La ville, la nuit, commence toujours par ressembler à une ruche. Elle grouille d’activité. Chacun s’affaire, fait ses petites affaires, sait ce qu’il a à faire… ou presque ! On entend alors les verres qui s’entrechoquent, les mots qui se délient, les regards qui s’intensifient. On se refile la joie et l’enthousiasme. On s’applique à toujours les raviver tel un brasier incandescent sur lequel chacun souffle et qui assurément pourtant finira par s’éteindre aux premières lueurs du jour suivant.
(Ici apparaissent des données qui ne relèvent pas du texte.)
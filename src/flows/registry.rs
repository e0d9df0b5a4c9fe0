//! Explicit flow registry
//!
//! Maps a flow name to a type-erased entry so the boundary layer can run a
//! flow from a JSON payload. The registry is a plain value built once at
//! startup; nothing registers itself.

use super::FlowOrchestrator;
use crate::domain::models::{
    AudioSummaryInput, AudioSummaryOutput, ChatInput, ChatOutput, DocumentSummaryInput,
    RecommendationInput, RecommendationOutput, SummaryOutput, TextSummaryInput,
    YoutubeSummaryInput, YoutubeSummaryOutput,
};
use crate::domain::schema::{Validate, ValidationError};
use crate::error::{AppError, Result};
use futures_util::future::BoxFuture;
use serde::de::DeserializeOwned;
use serde::{Deserialize, Serialize};
use serde_json::Value;
use std::collections::HashMap;
use std::fmt;
use std::str::FromStr;

/// Every flow the orchestrator can run
#[derive(Debug, Clone, Copy, PartialEq, Eq, Hash, PartialOrd, Ord, Serialize, Deserialize)]
#[serde(rename_all = "kebab-case")]
pub enum FlowKind {
    Chat,
    Recommend,
    SummarizeText,
    SummarizeDocument,
    SummarizeAudio,
    SummarizeYoutube,
}

impl FlowKind {
    pub fn all() -> [FlowKind; 6] {
        [
            FlowKind::Chat,
            FlowKind::Recommend,
            FlowKind::SummarizeText,
            FlowKind::SummarizeDocument,
            FlowKind::SummarizeAudio,
            FlowKind::SummarizeYoutube,
        ]
    }

    pub fn as_str(&self) -> &'static str {
        match self {
            FlowKind::Chat => "chat",
            FlowKind::Recommend => "recommend",
            FlowKind::SummarizeText => "summarize-text",
            FlowKind::SummarizeDocument => "summarize-document",
            FlowKind::SummarizeAudio => "summarize-audio",
            FlowKind::SummarizeYoutube => "summarize-youtube",
        }
    }
}

impl fmt::Display for FlowKind {
    fn fmt(&self, f: &mut fmt::Formatter<'_>) -> fmt::Result {
        f.write_str(self.as_str())
    }
}

impl FromStr for FlowKind {
    type Err = AppError;

    fn from_str(s: &str) -> Result<Self> {
        FlowKind::all()
            .into_iter()
            .find(|kind| kind.as_str() == s)
            .ok_or_else(|| AppError::UnknownFlow(s.to_string()))
    }
}

/// A flow input type and how to run it
pub trait FlowDefinition: DeserializeOwned + Validate + Send + Sync + 'static {
    type Output: Serialize + Send;

    const KIND: FlowKind;

    fn execute<'a>(&'a self, flows: &'a FlowOrchestrator) -> BoxFuture<'a, Result<Self::Output>>;
}

impl FlowDefinition for ChatInput {
    type Output = ChatOutput;
    const KIND: FlowKind = FlowKind::Chat;

    fn execute<'a>(&'a self, flows: &'a FlowOrchestrator) -> BoxFuture<'a, Result<ChatOutput>> {
        Box::pin(flows.chat(self))
    }
}

impl FlowDefinition for RecommendationInput {
    type Output = RecommendationOutput;
    const KIND: FlowKind = FlowKind::Recommend;

    fn execute<'a>(
        &'a self,
        flows: &'a FlowOrchestrator,
    ) -> BoxFuture<'a, Result<RecommendationOutput>> {
        Box::pin(flows.recommend(self))
    }
}

impl FlowDefinition for TextSummaryInput {
    type Output = SummaryOutput;
    const KIND: FlowKind = FlowKind::SummarizeText;

    fn execute<'a>(&'a self, flows: &'a FlowOrchestrator) -> BoxFuture<'a, Result<SummaryOutput>> {
        Box::pin(flows.summarize_text(self))
    }
}

impl FlowDefinition for DocumentSummaryInput {
    type Output = SummaryOutput;
    const KIND: FlowKind = FlowKind::SummarizeDocument;

    fn execute<'a>(&'a self, flows: &'a FlowOrchestrator) -> BoxFuture<'a, Result<SummaryOutput>> {
        Box::pin(flows.summarize_document(self))
    }
}

impl FlowDefinition for AudioSummaryInput {
    type Output = AudioSummaryOutput;
    const KIND: FlowKind = FlowKind::SummarizeAudio;

    fn execute<'a>(
        &'a self,
        flows: &'a FlowOrchestrator,
    ) -> BoxFuture<'a, Result<AudioSummaryOutput>> {
        Box::pin(flows.summarize_audio(self))
    }
}

impl FlowDefinition for YoutubeSummaryInput {
    type Output = YoutubeSummaryOutput;
    const KIND: FlowKind = FlowKind::SummarizeYoutube;

    fn execute<'a>(
        &'a self,
        flows: &'a FlowOrchestrator,
    ) -> BoxFuture<'a, Result<YoutubeSummaryOutput>> {
        Box::pin(flows.summarize_youtube(self))
    }
}

pub type PayloadValidator = fn(&Value) -> Result<()>;
pub type PayloadHandler = for<'a> fn(&'a FlowOrchestrator, Value) -> BoxFuture<'a, Result<Value>>;

/// Type-erased flow: JSON in, JSON out
#[derive(Clone, Copy)]
pub struct FlowEntry {
    pub kind: FlowKind,
    pub validate: PayloadValidator,
    pub handler: PayloadHandler,
}

impl FlowEntry {
    pub fn of<F: FlowDefinition>() -> Self {
        Self {
            kind: F::KIND,
            validate: validate_payload::<F>,
            handler: run_payload::<F>,
        }
    }
}

impl fmt::Debug for FlowEntry {
    fn fmt(&self, f: &mut fmt::Formatter<'_>) -> fmt::Result {
        f.debug_struct("FlowEntry").field("kind", &self.kind).finish()
    }
}

fn decode<F: DeserializeOwned>(payload: &Value) -> Result<F> {
    F::deserialize(payload).map_err(|e| {
        AppError::Validation(ValidationError::single(
            "payload",
            format!("does not match the expected input ({})", e),
        ))
    })
}

fn validate_payload<F: FlowDefinition>(payload: &Value) -> Result<()> {
    decode::<F>(payload)?.validate()?;
    Ok(())
}

fn run_payload<F: FlowDefinition>(flows: &FlowOrchestrator, payload: Value) -> BoxFuture<'_, Result<Value>> {
    Box::pin(async move {
        let input: F = decode(&payload)?;
        let output = input.execute(flows).await?;
        Ok(serde_json::to_value(output)?)
    })
}

/// All flows available to the boundary layer
#[derive(Debug, Clone)]
pub struct FlowRegistry {
    entries: HashMap<FlowKind, FlowEntry>,
}

impl FlowRegistry {
    pub fn new() -> Self {
        let entries = [
            FlowEntry::of::<ChatInput>(),
            FlowEntry::of::<RecommendationInput>(),
            FlowEntry::of::<TextSummaryInput>(),
            FlowEntry::of::<DocumentSummaryInput>(),
            FlowEntry::of::<AudioSummaryInput>(),
            FlowEntry::of::<YoutubeSummaryInput>(),
        ]
        .into_iter()
        .map(|entry| (entry.kind, entry))
        .collect();

        Self { entries }
    }

    /// Look up a flow by its wire name
    pub fn get(&self, name: &str) -> Result<&FlowEntry> {
        let kind: FlowKind = name.parse()?;
        self.entries
            .get(&kind)
            .ok_or_else(|| AppError::UnknownFlow(name.to_string()))
    }

    /// Registered flows in a stable order
    pub fn kinds(&self) -> Vec<FlowKind> {
        let mut kinds: Vec<FlowKind> = self.entries.keys().copied().collect();
        kinds.sort();
        kinds
    }
}

impl Default for FlowRegistry {
    fn default() -> Self {
        Self::new()
    }
}
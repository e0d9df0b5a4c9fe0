//! EduNex AI flows
//!
//! Chat tutoring, course recommendations and text/document/audio/YouTube
//! summaries, each run as a validated pipeline against a hosted model.

pub mod adapters;
pub mod commands;
pub mod config;
pub mod domain;
pub mod error;
pub mod flows;
pub mod ports;
pub mod server;
pub mod utils;

pub use error::{AppError, Result};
Et puis on sent venir la fin. On marche dans le froid, le pas rapide et zigzaguant un peu. L’urgence du temps qui file et qu’on voudrait bien mettre sur pause. Une toute petite fois, rien que pour respirer le silence de la ville qui dort et se sentir encore plus vivant. Les pas raisonnent, le souffle se fait court entre deux éclats de rire vêtus de fragile, et dans les rues maintenant vides les mots s’envolent et s’éparpillent. A un croisement, un dernier couple s’enlace, un autre se tient par la main sans se soucier du lendemain. Mais vous vous savez que tout cela n’est qu’un leurre, que demain vous serez ailleurs.